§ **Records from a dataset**
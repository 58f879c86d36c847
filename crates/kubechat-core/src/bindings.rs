//! Merging of kubectl executor bindings into one effective permission set.

use crate::config::{Config, Namespaces};
use std::collections::{BTreeSet, HashMap};
use std::sync::Arc;

/// Namespace used when no binding configures one.
pub const DEFAULT_NAMESPACE: &str = "default";

/// Effective kubectl permissions for a set of bindings.
#[derive(Debug, Clone, Default, PartialEq)]
pub struct EnabledKubectl {
    pub allowed_verbs: BTreeSet<String>,
    pub allowed_resources: BTreeSet<String>,
    pub default_namespace: String,
    pub allowed_namespaces_per_resource: HashMap<String, Namespaces>,
}

impl EnabledKubectl {
    /// Sorted verb list.
    pub fn verbs(&self) -> Vec<String> {
        self.allowed_verbs.iter().cloned().collect()
    }

    /// Sorted resource type list.
    pub fn resources(&self) -> Vec<String> {
        self.allowed_resources.iter().cloned().collect()
    }

    /// Default namespace, falling back to [`DEFAULT_NAMESPACE`].
    pub fn default_namespace_or_fallback(&self) -> &str {
        if self.default_namespace.is_empty() {
            DEFAULT_NAMESPACE
        } else {
            &self.default_namespace
        }
    }

    pub fn namespaces_for(&self, resource: &str) -> Namespaces {
        self.allowed_namespaces_per_resource
            .get(resource)
            .cloned()
            .unwrap_or_default()
    }
}

pub trait KubectlMerger: Send + Sync {
    fn merge_all_enabled(&self, bindings: &[String]) -> EnabledKubectl;
}

/// Merges kubectl executors from the loaded configuration.
#[derive(Debug, Clone)]
pub struct ConfigMerger {
    config: Arc<Config>,
}

impl ConfigMerger {
    pub fn new(config: Arc<Config>) -> Self {
        Self { config }
    }
}

impl KubectlMerger for ConfigMerger {
    /// Bindings are applied in order: verbs and resources are unioned, each
    /// executor's namespace rules are appended to every resource it enables,
    /// and the last non-empty default namespace wins. Unknown and disabled
    /// executors are skipped.
    fn merge_all_enabled(&self, bindings: &[String]) -> EnabledKubectl {
        let mut out = EnabledKubectl::default();

        for name in bindings {
            let Some(executor) = self.config.executor(name) else {
                tracing::debug!(binding = %name, "unknown executor binding, skipping");
                continue;
            };
            let kc = &executor.kubectl;
            if !kc.enabled {
                continue;
            }

            out.allowed_verbs.extend(kc.commands.verbs.iter().cloned());
            for resource in &kc.commands.resources {
                out.allowed_resources.insert(resource.clone());
                out.allowed_namespaces_per_resource
                    .entry(resource.clone())
                    .or_default()
                    .extend(&kc.namespaces);
            }
            if !kc.default_namespace.is_empty() {
                out.default_namespace = kc.default_namespace.clone();
            }
        }

        out
    }
}

#[cfg(test)]
mod tests {
    use super::*;

    fn merger() -> ConfigMerger {
        let yaml = r#"
executors:
  read-pods:
    kubectl:
      enabled: true
      namespaces:
        include: ["team-.*"]
      commands:
        verbs: [get, logs]
        resources: [pods]
      default_namespace: team-a
  read-deploy:
    kubectl:
      enabled: true
      namespaces:
        include: ["default"]
        exclude: ["team-secret"]
      commands:
        verbs: [describe, get]
        resources: [deployments, pods]
  disabled:
    kubectl:
      enabled: false
      commands:
        verbs: [delete]
        resources: [secrets]
"#;
        ConfigMerger::new(Arc::new(Config::from_yaml(yaml).unwrap()))
    }

    fn bindings(names: &[&str]) -> Vec<String> {
        names.iter().map(|s| s.to_string()).collect()
    }

    #[test]
    fn merge_unions_verbs_and_resources_sorted() {
        let kc = merger().merge_all_enabled(&bindings(&["read-pods", "read-deploy"]));
        assert_eq!(kc.verbs(), vec!["describe", "get", "logs"]);
        assert_eq!(kc.resources(), vec!["deployments", "pods"]);
    }

    #[test]
    fn merge_skips_disabled_and_unknown() {
        let kc = merger().merge_all_enabled(&bindings(&["disabled", "nope"]));
        assert!(kc.allowed_verbs.is_empty());
        assert!(kc.allowed_resources.is_empty());
        assert_eq!(kc.default_namespace_or_fallback(), "default");
    }

    #[test]
    fn merge_appends_namespace_rules_per_resource() {
        let kc = merger().merge_all_enabled(&bindings(&["read-pods", "read-deploy"]));
        let pods = kc.namespaces_for("pods");
        assert!(pods.is_allowed("team-a").unwrap());
        assert!(pods.is_allowed("default").unwrap());
        assert!(!pods.is_allowed("team-secret").unwrap());

        let deploys = kc.namespaces_for("deployments");
        assert!(!deploys.is_allowed("team-a").unwrap());
        assert!(deploys.is_allowed("default").unwrap());
    }

    #[test]
    fn merge_keeps_last_non_empty_default_namespace() {
        let kc = merger().merge_all_enabled(&bindings(&["read-pods", "read-deploy"]));
        assert_eq!(kc.default_namespace, "team-a");
    }

    #[test]
    fn unknown_resource_has_empty_allow_list() {
        let kc = merger().merge_all_enabled(&bindings(&["read-pods"]));
        assert!(!kc.namespaces_for("secrets").is_allowed("default").unwrap());
    }
}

§ **DIRECTIONS**
Give the data again. Keep every line identical.

§ **REPLY TO THE EXERCISE**
repository 58f879c86d36c847
filename crates/kubechat-core/src/bindings.rs
//! Merging of kubectl executor bindings into one effective permission set.

use crate::config::{Config, Namespaces};
use std::collections::{BTreeSet, HashMap};
use std::sync::Arc;

/// Namespace used when no binding configures one.
pub const DEFAULT_NAMESPACE: &str = "default";

/// Effective kubectl permissions for a set of bindings.
#[derive(Debug, Clone, Default, PartialEq)]
pub struct EnabledKubectl {
    pub allowed_verbs: BTreeSet<String>,
    pub allowed_resources: BTreeSet<String>,
    pub default_namespace: String,
    pub allowed_namespaces_per_resource: HashMap<String, Namespaces>,
}

impl EnabledKubectl {
    /// Sorted verb list.
    pub fn verbs(&self) -> Vec<String> {
        self.allowed_verbs.iter().cloned().collect()
    }

    /// Sorted resource type list.
    pub fn resources(&self) -> Vec<String> {
        self.allowed_resources.iter().cloned().collect()
    }

    /// Default namespace, falling back to [`DEFAULT_NAMESPACE`].
    pub fn default_namespace_or_fallback(&self) -> &str {
        if self.default_namespace.is_empty() {
            DEFAULT_NAMESPACE
        } else {
            &self.default_namespace
        }
    }

    pub fn namespaces_for(&self, resource: &str) -> Namespaces {
        self.allowed_namespaces_per_resource
            .get(resource)
            .cloned()
            .unwrap_or_default()
    }
}

pub trait KubectlMerger: Send + Sync {
    fn merge_all_enabled(&self, bindings: &[String]) -> EnabledKubectl;
}

/// Merges kubectl executors from the loaded configuration.
#[derive(Debug, Clone)]
pub struct ConfigMerger {
    config: Arc<Config>,
}

impl ConfigMerger {
    pub fn new(config: Arc<Config>) -> Self {
        Self { config }
    }
}

impl KubectlMerger for ConfigMerger {
    /// Bindings are applied in order: verbs and resources are unioned, each
    /// executor's namespace rules are appended to every resource it enables,
    /// and the last non-empty default namespace wins. Unknown and disabled
    /// executors are skipped.
    fn merge_all_enabled(&self, bindings: &[String]) -> EnabledKubectl {
        let mut out = EnabledKubectl::default();

        for name in bindings {
            let Some(executor) = self.config.executor(name) else {
                tracing::debug!(binding = %name, "unknown executor binding, skipping");
                continue;
            };
            let kc = &executor.kubectl;
            if !kc.enabled {
                continue;
            }

            out.allowed_verbs.extend(kc.commands.verbs.iter().cloned());
            for resource in &kc.commands.resources {
                out.allowed_resources.insert(resource.clone());
                out.allowed_namespaces_per_resource
                    .entry(resource.clone())
                    .or_default()
                    .extend(&kc.namespaces);
            }
            if !kc.default_namespace.is_empty() {
                out.default_namespace = kc.default_namespace.clone();
            }
        }

        out
    }
}

#[cfg(test)]
mod tests {
    use super::*;

    fn merger() -> ConfigMerger {
        let yaml = r#"
executors:
  read-pods:
    kubectl:
      enabled: true
      namespaces:
        include: ["team-.*"]
      commands:
        verbs: [get, logs]
        resources: [pods]
      default_namespace: team-a
  read-deploy:
    kubectl:
      enabled: true
      namespaces:
        include: ["default"]
        exclude: ["team-secret"]
      commands:
        verbs: [describe, get]
        resources: [deployments, pods]
  disabled:
    kubectl:
      enabled: false
      commands:
        verbs: [delete]
        resources: [secrets]
"#;
        ConfigMerger::new(Arc::new(Config::from_yaml(yaml).unwrap()))
    }

    fn bindings(names: &[&str]) -> Vec<String> {
        names.iter().map(|s| s.to_string()).collect()
    }

    #[test]
    fn merge_unions_verbs_and_resources_sorted() {
        let kc = merger().merge_all_enabled(&bindings(&["read-pods", "read-deploy"]));
        assert_eq!(kc.verbs(), vec!["describe", "get", "logs"]);
        assert_eq!(kc.resources(), vec!["deployments", "pods"]);
    }

    #[test]
    fn merge_skips_disabled_and_unknown() {
        let kc = merger().merge_all_enabled(&bindings(&["disabled", "nope"]));
        assert!(kc.allowed_verbs.is_empty());
        assert!(kc.allowed_resources.is_empty());
        assert_eq!(kc.default_namespace_or_fallback(), "default");
    }

    #[test]
    fn merge_appends_namespace_rules_per_resource() {
        let kc = merger().merge_all_enabled(&bindings(&["read-pods", "read-deploy"]));
        let pods = kc.namespaces_for("pods");
        assert!(pods.is_allowed("team-a").unwrap());
        assert!(pods.is_allowed("default").unwrap());
        assert!(!pods.is_allowed("team-secret").unwrap());

        let deploys = kc.namespaces_for("deployments");
        assert!(!deploys.is_allowed("team-a").unwrap());
        assert!(deploys.is_allowed("default").unwrap());
    }

    #[test]
    fn merge_keeps_last_non_empty_default_namespace() {
        let kc = merger().merge_all_enabled(&bindings(&["read-pods", "read-deploy"]));
        assert_eq!(kc.default_namespace, "team-a");
    }

    #[test]
    fn unknown_resource_has_empty_allow_list() {
        let kc = merger().merge_all_enabled(&bindings(&["read-pods"]));
        assert!(!kc.namespaces_for("secrets").is_allowed("default").unwrap());
    }
}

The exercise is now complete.